Obezitenin neden olduğu fizyolojik, sosyal ve psikolojik problemler nelerdir, kısaca bunlardan bahseder misiniz?

Doç. Dr. Aydan Ercan: Bugüne kadar obezite kaynaklı fizyolojik ve fiziksel sağlık sorunlarından çokça söz edildi, araştırıldı. Ancak obezite sadece fiziksel ve psikolojik rahatsızlıkların sebebi değildir, son yıllarda obezitenin sosyal problemlerle ilişkisi de dikkat çekmeye başladı. Bilindiği gibi obezite, vücutta her organı etkileyerek; dolaşım sistemi, solunum sistemi, sinir sistemi, sindirim sistemi ve kas iskelet sistemi üzerinde önemli riskler oluşturmaktadır.

Toplum sağlığını tehdit eden obezite sağlık harcamalarını da %22 artırıyor

Diğer yandan vücut bileşimindeki yağ ve yağsız kütle oranlarındaki değişikliklerine bağlı olarak endokrin sistem de olumsuz yönde etkilenmektedir. Bunun sonucunda obezite, diyabet, insülin direnci, kalp ve damar hastalıkları bazı kanser türlerinin görülme sıklığı artmakta, bireylerin yaşam kalitesi olumsuz etkilenmekte ve sağlık harcamaları yükselmektedir.

Fizyolojik problemlerin yanısıra obezitenin neden olduğu psikolojik sorunlar da göz ardı edilmemelidir. Obezite nedenli psikolojik sorunlar birbirleriyle bağlantılı olabildikleri gibi biri diğerine zemin hazırlayabilmekte ve zaman zaman da iç içe geçebilmektedirler. Bu sorunlar benlik saygısı ve beden algısı üzerine olumsuz etkiler, aile ilişkilerinde yaşanan sorunlar ve sosyal uyum sorunları, yeme tutumu ve yeme bozuklukları, obez bireylerde psikopatoloji olarak dört ana başlık altında toplanabilir.
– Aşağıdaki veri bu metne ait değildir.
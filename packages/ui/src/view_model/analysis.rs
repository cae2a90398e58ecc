use api::models::{AnalyzeResponse, Differential, SuggestedTest};

#[derive(Clone, Debug, Default, PartialEq)]
pub struct AnalysisView {
    pub differentials: Vec<String>,
    pub tests: Vec<String>,
    pub notes: Option<String>,
}

pub fn differential_line(d: &Differential) -> String {
    let probability = d
        .probability
        .as_deref()
        .filter(|p| !p.is_empty())
        .map(|p| format!(" ({p})"))
        .unwrap_or_default();
    if d.rationale.is_empty() {
        format!("{}{}", d.condition, probability)
    } else {
        format!("{}{}: {}", d.condition, probability, d.rationale)
    }
}

pub fn test_line(t: &SuggestedTest) -> String {
    match t.rationale.as_deref().filter(|r| !r.is_empty()) {
        Some(rationale) => format!("{}: {}", t.name, rationale),
        None => t.name.clone(),
    }
}

pub fn analysis_view(response: &AnalyzeResponse) -> AnalysisView {
    AnalysisView {
        differentials: response.differentials.iter().map(differential_line).collect(),
        tests: response.tests.iter().map(test_line).collect(),
        notes: response.notes.clone().filter(|n| !n.trim().is_empty()),
    }
}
Son yıllarda obezitenin neden olduğu fizyolojik ve psikolojik sorunlar kadar önemli olan sosyal sorunlar da dikkat çekmeye başlamış olmakla beraber henüz az sayıda çalışma yapılmıştır. Obezite, sosyal yaşamda da bireyi olumsuz yönde etkileyen sosyal bir sağlık sorunudur.

Obezite ile ilgili araştırmalar genelde fizyolojik, klinik ve psikolojik çalışmalardan oluşmaktadır. Obeziteye karşı sosyal tutumlar obezite veya vücut ağırlığına yönelik olumsuz tutumlara ve/veya davranışlara neden olarak obezlerde olumsuz duyguları pekiştirerek psikolojik sorunların şiddetini arttırabilmektedir. Bu noktada ‘obezite önyargısı’ önemli bir sosyal problem olarak karşımıza çıkmaktadır. Önyargı “eksik hatalı bir yargılama süreci sonucunda öteki şahıs ve gruplara karşı olumsuz, hoşgörüsüz, haksız ve ayırımcı tutumlar” olarak tanımlanabilir.

Son yıllarda obezite ön yargısı önemli bir sosyal problem olarak karşımıza çıkıyor. Obez bireyler en çok hangi alanlarda bu ön yargıya ve ayrımcılığa maruz kalıyor, bilgi verir misiniz?

Doç. Dr. Aydan Ercan: Obezite önyargısı; eğitim, iş, sağlık gibi pek çok sosyal alanda bireylerin karşılaştıkları hoşgörüsüz, olumsuz tutum ve davranışlara maruz kalma olarak tanımlanabilmektedir. Örneğin; obez bireyler aile yaşamlarında fazla kiloları nedeniyle eşleri tarafından hor görülebilmekte, eğitim yaşamlarında arkadaşlar arasına alınmama, alay edilme, ad takılma gibi durumlarla karşılaşabilmekte; iş yaşamlarında iş bulmakta zorlanmanın yanısıra, işe alındıklarında diğer çalışanlarla eşit fırsatlara sahip olamama, daha düşük ücretle çalışma veya üst pozisyonlara terfi etmede zorlanma gibi olumsuzluklarla karşılaşabilmektedir.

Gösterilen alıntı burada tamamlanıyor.